- WHAT YOU ARE ASKED TO DO -
Exactly the lines below from the one with "render pipeline setup" up to and including the one with "its whole life." make up the answer, with nothing else added.

------ RECORDED INFORMATION

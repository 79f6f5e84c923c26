//! OpenGL render pipeline setup

use gl::types::{GLint, GLsizei, GLsizeiptr, GLuint};
use glam::Mat4;

use super::shader::ShaderProgram;
use super::texture::TextureId;
use super::vertex::{QUAD, Vertex, colors};
use super::{Renderer, court_projection};
use crate::error::Result;
use crate::settings::Settings;

/// Main render state. Needs a current GL context for its whole life.
pub struct GlRenderer {
    program: ShaderProgram,
    vao: GLuint,
    vbo: GLuint,
}

impl GlRenderer {
    pub fn new(settings: &Settings) -> Result<Self> {
        unsafe {
            gl::Viewport(
                0,
                0,
                settings.window_width as GLsizei,
                settings.window_height as GLsizei,
            );
        }

        let program = ShaderProgram::load(&settings.vertex_shader, &settings.fragment_shader)?;
        let (vao, vbo) = upload_quad(program.position_attribute());

        let mut renderer = Self { program, vao, vbo };
        renderer.set_view_matrix(&Mat4::IDENTITY);
        renderer.set_projection_matrix(&court_projection());
        let [r, g, b, a] = colors::FOREGROUND;
        renderer.set_colour(r, g, b, a);

        let [r, g, b, a] = colors::BACKGROUND;
        unsafe {
            gl::ClearColor(r, g, b, a);
            gl::BlendFunc(gl::SRC_ALPHA, gl::ONE_MINUS_SRC_ALPHA);
        }

        Ok(renderer)
    }
}

/// Upload the unit quad once and bind it to the position attribute
fn upload_quad(position_attribute: GLuint) -> (GLuint, GLuint) {
    let bytes: &[u8] = bytemuck::cast_slice(&QUAD);
    let (mut vao, mut vbo) = (0, 0);
    unsafe {
        gl::GenVertexArrays(1, &mut vao);
        gl::BindVertexArray(vao);

        gl::GenBuffers(1, &mut vbo);
        gl::BindBuffer(gl::ARRAY_BUFFER, vbo);
        gl::BufferData(
            gl::ARRAY_BUFFER,
            bytes.len() as GLsizeiptr,
            bytes.as_ptr().cast(),
            gl::STATIC_DRAW,
        );

        gl::VertexAttribPointer(
            position_attribute,
            Vertex::COMPONENTS,
            gl::FLOAT,
            gl::FALSE,
            Vertex::STRIDE as GLint,
            std::ptr::null(),
        );
        gl::EnableVertexAttribArray(position_attribute);
    }
    (vao, vbo)
}

impl Renderer for GlRenderer {
    fn set_model_matrix(&mut self, matrix: &Mat4) {
        self.program.set_model_matrix(matrix);
    }

    fn set_view_matrix(&mut self, matrix: &Mat4) {
        self.program.set_view_matrix(matrix);
    }

    fn set_projection_matrix(&mut self, matrix: &Mat4) {
        self.program.set_projection_matrix(matrix);
    }

    fn set_colour(&mut self, red: f32, green: f32, blue: f32, alpha: f32) {
        self.program.set_colour(red, green, blue, alpha);
    }

    fn program_id(&self) -> u32 {
        self.program.program_id()
    }

    fn position_attribute(&self) -> u32 {
        self.program.position_attribute()
    }

    fn clear(&mut self) {
        unsafe { gl::Clear(gl::COLOR_BUFFER_BIT) };
    }

    fn draw_quad(&mut self, model: &Mat4, texture: Option<TextureId>) {
        self.program.set_model_matrix(model);
        unsafe {
            if let Some(TextureId(id)) = texture {
                gl::BindTexture(gl::TEXTURE_2D, id);
            }
            gl::BindVertexArray(self.vao);
            gl::DrawArrays(gl::TRIANGLES, 0, QUAD.len() as GLsizei);
        }
    }
}

impl Drop for GlRenderer {
    fn drop(&mut self) {
        unsafe {
            gl::DeleteBuffers(1, &self.vbo);
            gl::DeleteVertexArrays(1, &self.vao);
        }
    }
}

------------

- ANSWER -
//! OpenGL render pipeline setup

use gl::types::{GLint, GLsizei, GLsizeiptr, GLuint};
use glam::Mat4;

use super::shader::ShaderProgram;
use super::texture::TextureId;
use super::vertex::{QUAD, Vertex, colors};
use super::{Renderer, court_projection};
use crate::error::Result;
use crate::settings::Settings;

/// Main render state. Needs a current GL context for its whole life.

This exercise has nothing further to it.